Nach einer Massenverhaftung am Rande einer Demonstration in Rio de Janeiro am Dienstagabend hat der Professor der privaten Hochschule Fundação Getúlio Vargas (FGV), Rafael Alcadipani, scharfe Kritik an den lokalen Sicherheitskräften geäußert. Die Polizei des Staates von Rio de Janeiro habe sich laut Alcadipani zu einer „politischen Polizei“ entwickelt.

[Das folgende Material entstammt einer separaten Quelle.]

//! CLI-specific error types
//!
//! Every CLI error is fatal: it is printed to stderr and the process exits
//! non-zero.

use std::fmt;
use std::io;

use crate::file_storage::StorageError;

/// CLI error codes
#[derive(Debug, Clone, PartialEq, Eq)]
pub enum CliErrorCode {
    /// Missing or invalid configuration
    ConfigError,
    /// Storage backend unreachable or failing
    StorageError,
    /// I/O error (stdout, socket)
    IoError,
    /// Server failed to start or crashed
    BootFailed,
}

impl CliErrorCode {
    /// Get the error code string
    pub fn code(&self) -> &'static str {
        match self {
            Self::ConfigError => "BLOBDECK_CLI_CONFIG_ERROR",
            Self::StorageError => "BLOBDECK_CLI_STORAGE_ERROR",
            Self::IoError => "BLOBDECK_CLI_IO_ERROR",
            Self::BootFailed => "BLOBDECK_CLI_BOOT_FAILED",
        }
    }
}

/// CLI error
#[derive(Debug)]
pub struct CliError {
    code: CliErrorCode,
    message: String,
}

impl CliError {
    /// Create a new CLI error
    pub fn new(code: CliErrorCode, message: impl Into<String>) -> Self {
        Self {
            code,
            message: message.into(),
        }
    }

    /// Config error
    pub fn config_error(msg: impl Into<String>) -> Self {
        Self::new(CliErrorCode::ConfigError, msg)
    }

    /// Storage error
    pub fn storage_error(msg: impl Into<String>) -> Self {
        Self::new(CliErrorCode::StorageError, msg)
    }

    /// I/O error
    pub fn io_error(msg: impl Into<String>) -> Self {
        Self::new(CliErrorCode::IoError, msg)
    }

    /// Boot failed
    pub fn boot_failed(msg: impl Into<String>) -> Self {
        Self::new(CliErrorCode::BootFailed, msg)
    }

    /// Get the error code
    pub fn code(&self) -> &CliErrorCode {
        &self.code
    }

    /// Get the error code string
    pub fn code_str(&self) -> &'static str {
        self.code.code()
    }

    /// Get the error message
    pub fn message(&self) -> &str {
        &self.message
    }
}

impl fmt::Display for CliError {
    fn fmt(&self, f: &mut fmt::Formatter<'_>) -> fmt::Result {
        write!(f, "{}: {}", self.code.code(), self.message)
    }
}

impl std::error::Error for CliError {}

impl From<io::Error> for CliError {
    fn from(e: io::Error) -> Self {
        Self::io_error(e.to_string())
    }
}

impl From<StorageError> for CliError {
    fn from(e: StorageError) -> Self {
        match e {
            StorageError::InvalidConnectionString(_) => Self::config_error(e.to_string()),
            other => Self::storage_error(other.to_string()),
        }
    }
}

/// CLI result type
pub type CliResult<T> = Result<T, CliError>;
//! CLI argument definitions using clap
//!
//! Commands:
//! - blobdeck serve [--host <host>] [--port <port>] [--max-upload-mb <mb>]
//! - blobdeck list
//!
//! Storage settings come from flags or, more usually, the environment.

use clap::{Args, Parser, Subcommand};

/// blobdeck - browse, upload and stream blobs in a storage container
#[derive(Parser, Debug)]
#[command(name = "blobdeck")]
#[command(version, about, long_about = None)]
pub struct Cli {
    #[command(subcommand)]
    pub command: Command,
}

/// Where the objects live
#[derive(Args, Debug, Clone)]
pub struct StorageArgs {
    /// Storage account connection string
    #[arg(long, env = "AZURE_STORAGE_CONNECTION_STRING", hide_env_values = true)]
    pub connection_string: Option<String>,

    /// Container holding the objects
    #[arg(long, env = "AZURE_STORAGE_CONTAINER")]
    pub container: Option<String>,
}

#[derive(Subcommand, Debug)]
pub enum Command {
    /// Start the web front-end
    Serve {
        #[command(flatten)]
        storage: StorageArgs,

        /// Host to bind to
        #[arg(long, env = "BLOBDECK_HOST", default_value = "0.0.0.0")]
        host: String,

        /// Port to bind to
        #[arg(long, env = "BLOBDECK_PORT", default_value_t = 5000)]
        port: u16,

        /// Largest accepted upload, in MiB
        #[arg(long, env = "BLOBDECK_MAX_UPLOAD_MB", default_value_t = 1024)]
        max_upload_mb: usize,
    },

    /// Print every object name in the container and exit
    List {
        #[command(flatten)]
        storage: StorageArgs,
    },
}

impl Cli {
    /// Parse command line arguments
    pub fn parse_args() -> Self {
        Cli::parse()
    }
}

Anlass der Kritik war das Vorgehen der Polizei am vergangenen Dienstag gegen eine am „Tag der Lehrer“ von der Lehrergewerkschaft Sepe organisierte Demonstration, in deren Verlauf über 200 Demonstranten festgenommen wurden. Immer noch sitzen über 40 Personen in Untersuchungshaft. Ihnen wird unter anderem die Bildung einer kriminellen Vereinigung vorgeworfen. Dabei wird von einem neuen Gesetz zur Bekämpfung der Organisierten Kriminalität Gebrauch gemacht.

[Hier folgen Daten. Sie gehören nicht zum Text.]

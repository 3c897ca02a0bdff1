//! HTTP Server Configuration
//!
//! Configuration for the HTTP server: bind address and upload body limit.

use serde::{Deserialize, Serialize};

/// HTTP server configuration
#[derive(Debug, Clone, Serialize, Deserialize)]
pub struct HttpServerConfig {
    /// Host to bind to (default: "0.0.0.0")
    #[serde(default = "default_host")]
    pub host: String,

    /// Port to bind to (default: 5000)
    #[serde(default = "default_port")]
    pub port: u16,

    /// Largest accepted request body, in bytes (default: 1 GiB)
    #[serde(default = "default_max_upload_bytes")]
    pub max_upload_bytes: usize,
}

fn default_host() -> String {
    "0.0.0.0".to_string()
}

fn default_port() -> u16 {
    5000
}

fn default_max_upload_bytes() -> usize {
    1024 * 1024 * 1024
}

impl Default for HttpServerConfig {
    fn default() -> Self {
        Self {
            host: default_host(),
            port: default_port(),
            max_upload_bytes: default_max_upload_bytes(),
        }
    }
}

impl HttpServerConfig {
    /// Create a new config with specified port
    pub fn with_port(port: u16) -> Self {
        Self {
            port,
            ..Default::default()
        }
    }

    /// Get the socket address string
    pub fn socket_addr(&self) -> String {
        format!("{}:{}", self.host, self.port)
    }
}
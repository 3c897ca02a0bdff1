//! blobdeck CLI entry point
//!
//! This is a minimal entrypoint that:
//! 1. Parses CLI arguments (via cli::run)
//! 2. Dispatches to CLI commands (via cli::run)
//! 3. Prints errors to stderr
//! 4. Exits with non-zero on failure

use blobdeck::cli;

fn main() {
    if let Err(e) = cli::run() {
        eprintln!("{}", e);
        std::process::exit(1);
    }
}
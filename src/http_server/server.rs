//! # HTTP Server
//!
//! Main HTTP server combining all endpoint routers.
//!
//! The storage backend is built once by the caller and injected here; every
//! handler shares it read-only through the router state.

use std::io;
use std::net::SocketAddr;
use std::sync::Arc;

use axum::{extract::DefaultBodyLimit, Router};
use tokio::net::TcpListener;
use tower_http::trace::TraceLayer;
use tracing::info;

use super::config::HttpServerConfig;
use super::observability_routes::health_routes;
use super::storage_routes::{storage_routes, StorageState};
use crate::file_storage::StorageBackend;

/// HTTP server for the blobdeck front-end
pub struct HttpServer {
    config: HttpServerConfig,
    container: String,
    router: Router,
}

impl HttpServer {
    /// Create a new HTTP server with default configuration
    pub fn new(backend: Arc<dyn StorageBackend>) -> Self {
        Self::with_config(HttpServerConfig::default(), backend)
    }

    /// Create a new HTTP server with custom configuration
    pub fn with_config(config: HttpServerConfig, backend: Arc<dyn StorageBackend>) -> Self {
        let container = backend.container().to_string();
        let router = Self::build_router(&config, backend);
        Self {
            config,
            container,
            router,
        }
    }

    /// Build the combined router with all endpoints
    fn build_router(config: &HttpServerConfig, backend: Arc<dyn StorageBackend>) -> Router {
        let storage_state = Arc::new(StorageState::new(backend));

        Router::new()
            .merge(health_routes())
            .merge(storage_routes(storage_state))
            .layer(DefaultBodyLimit::max(config.max_upload_bytes))
            .layer(TraceLayer::new_for_http())
    }

    /// Get the socket address
    pub fn socket_addr(&self) -> String {
        self.config.socket_addr()
    }

    /// Get the router (for testing)
    pub fn router(self) -> Router {
        self.router
    }

    /// Start the HTTP server, serving until Ctrl+C
    pub async fn start(self) -> Result<(), io::Error> {
        let addr: SocketAddr = self
            .config
            .socket_addr()
            .parse()
            .map_err(|e| io::Error::new(io::ErrorKind::InvalidInput, format!("{}", e)))?;

        let listener = TcpListener::bind(addr).await?;

        info!(
            addr = %listener.local_addr()?,
            container = %self.container,
            max_upload_bytes = self.config.max_upload_bytes,
            "blobdeck listening"
        );

        axum::serve(listener, self.router)
            .with_graceful_shutdown(shutdown_signal())
            .await?;

        info!("blobdeck stopped");
        Ok(())
    }
}

async fn shutdown_signal() {
    if tokio::signal::ctrl_c().await.is_ok() {
        info!("shutdown requested");
    }
}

Entgegen den Anschuldigungen der Polizei und großer Teile der bürgerlichen Medien spricht Alcadipani von wahllosen Verhaftungen und konstruierten Beziehungen der Verhafteten untereinander. Auch vergleicht er die Ereignisse in Rio de Janeiro mit der Zeit des faschistischen Estado Novos – der Diktatur des Getúlio Dornelles Vargas von 1930 bis 1945 – und der Militärdiktatur: „Mit dem extrem brutalen Einsatz der Polizei von Rio de Janeiro und der Festnahme von unabhängigen Reportern scheint es leider, als ob Rio de Janeiro in einer Art Ausnahmezustand ist. Dies ist sehr ernst und bereits zur Zeit der Militärdiktatur passiert. Auch ist dies sehr beunruhigend, da die Regierenden nicht zum Dialog aufrufen“.

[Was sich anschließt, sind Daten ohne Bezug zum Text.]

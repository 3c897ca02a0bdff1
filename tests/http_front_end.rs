//! HTTP Front-End Tests
//!
//! Drives the full router in-process against an in-memory container:
//! - Listing reflects exactly the objects in the container
//! - Upload overwrites, sanitizes names and validates the form
//! - Buffered download returns the uploaded bytes exactly
//! - Notices are shown once after a redirect

use std::sync::Arc;

use axum::body::{to_bytes, Body};
use axum::http::header::{CONTENT_DISPOSITION, CONTENT_TYPE, COOKIE, LOCATION, SET_COOKIE};
use axum::http::{HeaderMap, HeaderValue, Request, StatusCode};
use axum::response::Response;
use axum::Router;
use blobdeck::file_storage::{ObjectStoreBackend, StorageBackend};
use blobdeck::http_server::flash::take_notice;
use blobdeck::http_server::{HttpServer, HttpServerConfig};
use bytes::Bytes;
use futures_util::{stream, StreamExt};
use tower::ServiceExt;

// =============================================================================
// Test Utilities
// =============================================================================

const BOUNDARY: &str = "----blobdeck-test-boundary";

/// One multipart part: (field name, optional filename, content)
type Part<'a> = (&'a str, Option<&'a str>, &'a [u8]);

fn create_app() -> (Router, Arc<ObjectStoreBackend>) {
    create_app_with(HttpServerConfig::default())
}

fn create_app_with(config: HttpServerConfig) -> (Router, Arc<ObjectStoreBackend>) {
    let backend = Arc::new(ObjectStoreBackend::in_memory("uploads"));
    let router = HttpServer::with_config(config, backend.clone()).router();
    (router, backend)
}

fn multipart_body(parts: &[Part<'_>]) -> Vec<u8> {
    let mut body = Vec::new();
    for (name, filename, content) in parts {
        body.extend_from_slice(format!("--{}\r\n", BOUNDARY).as_bytes());
        match filename {
            Some(f) => body.extend_from_slice(
                format!(
                    "Content-Disposition: form-data; name=\"{}\"; filename=\"{}\"\r\n\
                     Content-Type: application/octet-stream\r\n\r\n",
                    name, f
                )
                .as_bytes(),
            ),
            None => body.extend_from_slice(
                format!("Content-Disposition: form-data; name=\"{}\"\r\n\r\n", name).as_bytes(),
            ),
        }
        body.extend_from_slice(content);
        body.extend_from_slice(b"\r\n");
    }
    body.extend_from_slice(format!("--{}--\r\n", BOUNDARY).as_bytes());
    body
}

fn upload_request(parts: &[Part<'_>]) -> Request<Body> {
    Request::post("/upload")
        .header(
            CONTENT_TYPE,
            format!("multipart/form-data; boundary={}", BOUNDARY),
        )
        .body(Body::from(multipart_body(parts)))
        .unwrap()
}

fn get(uri: &str) -> Request<Body> {
    Request::get(uri).body(Body::empty()).unwrap()
}

async fn send(app: &Router, request: Request<Body>) -> Response {
    app.clone().oneshot(request).await.unwrap()
}

async fn body_bytes(response: Response) -> Bytes {
    to_bytes(response.into_body(), usize::MAX).await.unwrap()
}

async fn body_text(response: Response) -> String {
    String::from_utf8(body_bytes(response).await.to_vec()).unwrap()
}

/// Notice carried by a redirect's `Set-Cookie`, as the browser would send it back
fn notice_of(response: &Response) -> Option<String> {
    let set_cookie = response.headers().get(SET_COOKIE)?.to_str().ok()?;
    let pair = set_cookie.split(';').next()?;
    let mut headers = HeaderMap::new();
    headers.insert(COOKIE, HeaderValue::from_str(pair).ok()?);
    take_notice(&headers)
}

async fn put(backend: &ObjectStoreBackend, name: &str, content: &'static [u8]) {
    let body = stream::iter(vec![Ok(Bytes::from_static(content))]).boxed();
    backend.write(name, body).await.unwrap();
}

// =============================================================================
// Listing
// =============================================================================

#[tokio::test]
async fn test_listing_shows_every_object() {
    let (app, backend) = create_app();
    put(&backend, "alpha.txt", b"a").await;
    put(&backend, "nested/beta.bin", b"b").await;

    let response = send(&app, get("/")).await;
    assert_eq!(response.status(), StatusCode::OK);

    let html = body_text(response).await;
    assert!(html.contains("alpha.txt"));
    assert!(html.contains("href=\"/download/nested/beta.bin\""));
    assert!(html.contains("href=\"/stream-download/alpha.txt\""));
}

#[tokio::test]
async fn test_listing_of_empty_container() {
    let (app, _backend) = create_app();

    let html = body_text(send(&app, get("/")).await).await;
    assert!(html.contains("The container is empty."));
}

// =============================================================================
// Upload
// =============================================================================

#[tokio::test]
async fn test_upload_then_list_and_download() {
    let (app, backend) = create_app();

    let response = send(
        &app,
        upload_request(&[("file", Some("report.csv"), b"a,b\n1,2\n")]),
    )
    .await;
    assert_eq!(response.status(), StatusCode::SEE_OTHER);
    assert_eq!(response.headers()[LOCATION], "/");
    assert_eq!(notice_of(&response).as_deref(), Some("Uploaded report.csv"));

    assert_eq!(backend.list().await.unwrap(), vec!["report.csv".to_string()]);

    let html = body_text(send(&app, get("/")).await).await;
    assert!(html.contains("report.csv"));

    let response = send(&app, get("/download/report.csv")).await;
    assert_eq!(response.status(), StatusCode::OK);
    assert_eq!(
        response.headers()[CONTENT_DISPOSITION],
        "attachment; filename=report.csv"
    );
    assert_eq!(response.headers()[CONTENT_TYPE], "text/csv");
    assert_eq!(&body_bytes(response).await[..], b"a,b\n1,2\n");

    // Streamed download stays generic binary
    let response = send(&app, get("/stream-download/report.csv")).await;
    assert_eq!(response.headers()[CONTENT_TYPE], "application/octet-stream");
}

#[tokio::test]
async fn test_upload_overwrites_existing_object() {
    let (app, backend) = create_app();

    send(&app, upload_request(&[("file", Some("notes.txt"), b"first")])).await;
    send(&app, upload_request(&[("file", Some("notes.txt"), b"second")])).await;

    assert_eq!(backend.list().await.unwrap().len(), 1);
    let response = send(&app, get("/download/notes.txt")).await;
    assert_eq!(&body_bytes(response).await[..], b"second");
}

#[tokio::test]
async fn test_upload_empty_file_round_trips() {
    let (app, _backend) = create_app();

    send(&app, upload_request(&[("file", Some("empty.dat"), b"")])).await;

    let response = send(&app, get("/download/empty.dat")).await;
    assert_eq!(response.status(), StatusCode::OK);
    assert!(body_bytes(response).await.is_empty());
}

#[tokio::test]
async fn test_upload_sanitizes_traversal() {
    let (app, backend) = create_app();

    let response = send(
        &app,
        upload_request(&[("file", Some("../../etc/passwd"), b"root:x:0:0")]),
    )
    .await;
    assert_eq!(notice_of(&response).as_deref(), Some("Uploaded etc_passwd"));
    assert_eq!(backend.list().await.unwrap(), vec!["etc_passwd".to_string()]);
}

#[tokio::test]
async fn test_upload_skips_other_fields() {
    let (app, backend) = create_app();

    send(
        &app,
        upload_request(&[
            ("comment", None, b"hello"),
            ("file", Some("data.bin"), b"\x00\x01\x02"),
        ]),
    )
    .await;

    assert_eq!(&backend.read_all("data.bin").await.unwrap()[..], b"\x00\x01\x02");
}

// =============================================================================
// Upload Validation (no storage write)
// =============================================================================

#[tokio::test]
async fn test_missing_file_part() {
    let (app, backend) = create_app();

    let response = send(&app, upload_request(&[("comment", None, b"no file here")])).await;
    assert_eq!(response.status(), StatusCode::SEE_OTHER);
    assert_eq!(notice_of(&response).as_deref(), Some("No file part"));
    assert!(backend.list().await.unwrap().is_empty());
}

#[tokio::test]
async fn test_file_field_without_filename_is_not_a_file_part() {
    let (app, backend) = create_app();

    let response = send(&app, upload_request(&[("file", None, b"plain value")])).await;
    assert_eq!(notice_of(&response).as_deref(), Some("No file part"));
    assert!(backend.list().await.unwrap().is_empty());
}

#[tokio::test]
async fn test_empty_filename() {
    let (app, backend) = create_app();

    let response = send(&app, upload_request(&[("file", Some(""), b"")])).await;
    assert_eq!(response.status(), StatusCode::SEE_OTHER);
    assert_eq!(notice_of(&response).as_deref(), Some("No selected file"));
    assert!(backend.list().await.unwrap().is_empty());
}

#[tokio::test]
async fn test_filename_that_sanitizes_to_nothing() {
    let (app, backend) = create_app();

    let response = send(&app, upload_request(&[("file", Some("../.."), b"x")])).await;
    assert_eq!(notice_of(&response).as_deref(), Some("Invalid file name"));
    assert!(backend.list().await.unwrap().is_empty());
}

#[tokio::test]
async fn test_non_multipart_post() {
    let (app, backend) = create_app();

    let request = Request::post("/upload")
        .header(CONTENT_TYPE, "application/x-www-form-urlencoded")
        .body(Body::from("file=report.csv"))
        .unwrap();

    let response = send(&app, request).await;
    assert_eq!(notice_of(&response).as_deref(), Some("No file part"));
    assert!(backend.list().await.unwrap().is_empty());
}

#[tokio::test]
async fn test_upload_over_body_limit_writes_nothing() {
    let (app, backend) = create_app_with(HttpServerConfig {
        max_upload_bytes: 1024,
        ..Default::default()
    });

    let big = vec![b'z'; 64 * 1024];
    let response = send(&app, upload_request(&[("file", Some("big.bin"), &big)])).await;
    assert!(response.status().is_client_error());
    assert!(backend.list().await.unwrap().is_empty());
}

// =============================================================================
// Notices
// =============================================================================

#[tokio::test]
async fn test_notice_rendered_once_then_cleared() {
    let (app, _backend) = create_app();

    let redirect = send(&app, upload_request(&[("file", Some("a.txt"), b"a")])).await;
    let cookie = redirect.headers()[SET_COOKIE]
        .to_str()
        .unwrap()
        .split(';')
        .next()
        .unwrap()
        .to_string();

    let request = Request::get("/")
        .header(COOKIE, cookie)
        .body(Body::empty())
        .unwrap();
    let response = send(&app, request).await;

    let clear = response.headers()[SET_COOKIE].to_str().unwrap().to_string();
    assert!(clear.starts_with("notice=;"));
    assert!(clear.contains("Max-Age=0"));
    assert!(body_text(response).await.contains("Uploaded a.txt"));

    // Without the cookie the notice is gone
    let html = body_text(send(&app, get("/")).await).await;
    assert!(!html.contains("Uploaded a.txt"));
}

// =============================================================================
// Download Errors
// =============================================================================

#[tokio::test]
async fn test_missing_object_is_not_found() {
    let (app, _backend) = create_app();

    let response = send(&app, get("/download/missing.txt")).await;
    assert_eq!(response.status(), StatusCode::NOT_FOUND);

    let response = send(&app, get("/stream-download/missing.txt")).await;
    assert_eq!(response.status(), StatusCode::NOT_FOUND);
}

#[tokio::test]
async fn test_invalid_object_name_is_bad_request() {
    let (app, _backend) = create_app();

    let response = send(&app, get("/download/a/../b")).await;
    assert_eq!(response.status(), StatusCode::BAD_REQUEST);
}

// =============================================================================
// Health
// =============================================================================

#[tokio::test]
async fn test_health() {
    let (app, _backend) = create_app();

    let response = send(&app, get("/health")).await;
    assert_eq!(response.status(), StatusCode::OK);

    let json: serde_json::Value = serde_json::from_slice(&body_bytes(response).await).unwrap();
    assert_eq!(json["status"], "ok");
}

Linke Gruppen fordern die Freilassung der politischen Gefangenen und ein Ende der medialen Diffamierung der Demonstranten. So berichteten konservative Medien einseitig über die Demonstrationen und die Tageszeitung O Globo titelte auf ihrer Donnerstagsausgabe: „Härteres Gesetz bringt 70 Randalierer ins Gefängnis von Rio de Janeiro“.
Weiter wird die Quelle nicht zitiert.